本来、建築や家具、空間の世界も同じように、みんながつくる幸せを感じられるものなのに、現実はそうではない。今は与えられた街並みと住まいに、自分が消極的にフィットすることが多いし、対象が大きすぎて関与できる余白がないと感じるものになっている。それをもう一度、庶民の手に取り戻していこうというのが、VUILDの考えです。
クリエイティブが庶民の手に戻ったら、職を失う人がいるかもしれない。でも、誤解を恐れず言えば、中途半端なデザイナーは淘汰されてもいいんじゃないかと思うんです。ただ、淘汰されても、職能を活かして市井の人々の設計をサポートするという役割が残されている。今、建築家という職業から想起されるのは、優れたコンセプトやアイコニックなデザインをつくる人。作品をつくるだけの人になっていて、建築家自体の可能性を矮小化させている気がします。
本来、建築家は"建てる人"。日本でいうと大工さんや棟梁のように職人たちをどう束ね、どうモチベートするのか。サポーターやメンターのような意味合いが強かったと思うんです。かつ、どこで材料を調達して、どうやって建て、どこの経済に還元するのかという、生態系やシステムを含めてデザインすべきなのに、今はそこまで踏み込まなくなっている。

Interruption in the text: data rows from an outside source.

use reqwest::StatusCode;
use serde::de::DeserializeOwned;

/// Failure talking to an external service (embeddings, vector store, language model).
///
/// `Transient` failures are worth retrying; `Fatal` ones will fail the same
/// way on every attempt (bad credentials, exhausted quota, malformed request).
#[derive(Debug, thiserror::Error)]
pub enum ServiceError {
    #[error("{service} request failed (transient): {message}")]
    Transient { service: &'static str, message: String },
    #[error("{service} request failed: {message}")]
    Fatal { service: &'static str, message: String },
}

impl ServiceError {
    pub fn from_status(service: &'static str, status: StatusCode, body: &str) -> Self {
        let message = format!("{}: {}", status, truncate(body, 300));

        let transient = match status {
            StatusCode::TOO_MANY_REQUESTS => !body.contains("insufficient_quota"),
            StatusCode::REQUEST_TIMEOUT => true,
            s => s.is_server_error(),
        };

        if transient {
            ServiceError::Transient { service, message }
        } else {
            ServiceError::Fatal { service, message }
        }
    }

    pub fn from_transport(service: &'static str, err: &reqwest::Error) -> Self {
        let message = err.to_string();
        if err.is_timeout() || err.is_connect() || err.is_request() {
            ServiceError::Transient { service, message }
        } else {
            ServiceError::Fatal { service, message }
        }
    }

    /// The service answered, but not with anything usable.
    pub fn malformed(service: &'static str, message: impl Into<String>) -> Self {
        ServiceError::Fatal {
            service,
            message: message.into(),
        }
    }

    pub fn is_transient(&self) -> bool {
        matches!(self, ServiceError::Transient { .. })
    }
}

/// Decode a successful response body. A body that is not the expected JSON is `Fatal`.
pub async fn read_json<T: DeserializeOwned>(
    service: &'static str,
    response: reqwest::Response,
) -> Result<T, ServiceError> {
    let body = response
        .text()
        .await
        .map_err(|e| ServiceError::from_transport(service, &e))?;

    serde_json::from_str(&body).map_err(|e| {
        ServiceError::malformed(
            service,
            format!("undecodable response ({}): {}", e, truncate(&body, 200)),
        )
    })
}

/// True when a `ServiceError::Transient` sits anywhere in the error chain.
pub fn is_transient(err: &anyhow::Error) -> bool {
    service_error(err).is_some_and(ServiceError::is_transient)
}

/// True when a `ServiceError::Fatal` sits anywhere in the error chain.
pub fn is_fatal(err: &anyhow::Error) -> bool {
    service_error(err).is_some_and(|e| !e.is_transient())
}

fn service_error(err: &anyhow::Error) -> Option<&ServiceError> {
    err.chain().find_map(|cause| cause.downcast_ref::<ServiceError>())
}

fn truncate(s: &str, max_chars: usize) -> &str {
    match s.char_indices().nth(max_chars) {
        Some((idx, _)) => &s[..idx],
        None => s,
    }
}

#[cfg(test)]
mod tests {
    use super::*;
    use crate::testing::serve_once;

    #[test]
    fn test_status_classification() {
        assert!(ServiceError::from_status("llm", StatusCode::TOO_MANY_REQUESTS, "rate limited").is_transient());
        assert!(ServiceError::from_status("llm", StatusCode::BAD_GATEWAY, "").is_transient());
        assert!(ServiceError::from_status("llm", StatusCode::REQUEST_TIMEOUT, "").is_transient());
        assert!(!ServiceError::from_status("llm", StatusCode::UNAUTHORIZED, "bad key").is_transient());
        assert!(!ServiceError::from_status("llm", StatusCode::BAD_REQUEST, "").is_transient());
        assert!(
            !ServiceError::from_status(
                "llm",
                StatusCode::TOO_MANY_REQUESTS,
                r#"{"error":{"code":"insufficient_quota"}}"#
            )
            .is_transient()
        );
    }

    #[test]
    fn test_classification_through_context() {
        let err: anyhow::Error = ServiceError::Transient {
            service: "embeddings",
            message: "503".into(),
        }
        .into();
        let err = err.context("Failed to embed query");

        assert!(is_transient(&err));
        assert!(!is_fatal(&err));

        let plain = anyhow::anyhow!("some other failure");
        assert!(!is_transient(&plain));
        assert!(!is_fatal(&plain));
    }

    #[tokio::test]
    async fn test_non_json_body_is_fatal() {
        let base = serve_once("200 OK", "<html>proxy error</html>").await;
        let response = reqwest::get(format!("{}/anything", base)).await.unwrap();

        let err = read_json::<serde_json::Value>("llm", response).await.unwrap_err();
        assert!(!err.is_transient());
        assert!(err.to_string().contains("proxy error"));

        let err: anyhow::Error = anyhow::Error::from(err).context("Failed to parse response");
        assert!(is_fatal(&err));
    }

    #[test]
    fn test_truncate_respects_char_boundaries() {
        assert_eq!(truncate("héllo", 2), "hé");
        assert_eq!(truncate("hi", 10), "hi");
    }
}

僕も作品をつくる側ですが、やりたいのは建築家から想起されるところの作家性も備えつつ、見落とされがちな流通圏や経済圏といった周りのこと、人を育てること含め、デザインすること。エゴを出す建築家って、世の中に多くは必要ないじゃないですか。この人にしかできないという強い独自性だけが生き残って、それ以外はシステムで補完されて民主化されるような社会になればいいな、と。最終的に我々が目指すべきところは、生きることと、つくることや建てることをもう1度同じ次元にすること。おいしいごはんの話とデザインの話が、同じ次元で語られる社会の方が、生き生きしていて健全だと思うんです。
撮影場所:R-Studio (https://www.miss-ty.com)
取材を終えて......
インタビュー中にも出てきたように、まさに"全体性"を持った発想、思考で、明快な言葉を返してくださった秋吉さん。生きることと建てることを同次元にというお話は、人々が本来持つ人間性を取り戻し、社会問題の解決に繋がるとても壮大な視点だと感じます。何かを生み出すことは、単に形をデザインすることではなく、体験し思考することが重要で、その先に何をつくるのか、何を未来に残していくべきなのかと、つくる当事者が価値観や想像力を広げていく作業なのだと再確認しました。(text_akiko miyaura)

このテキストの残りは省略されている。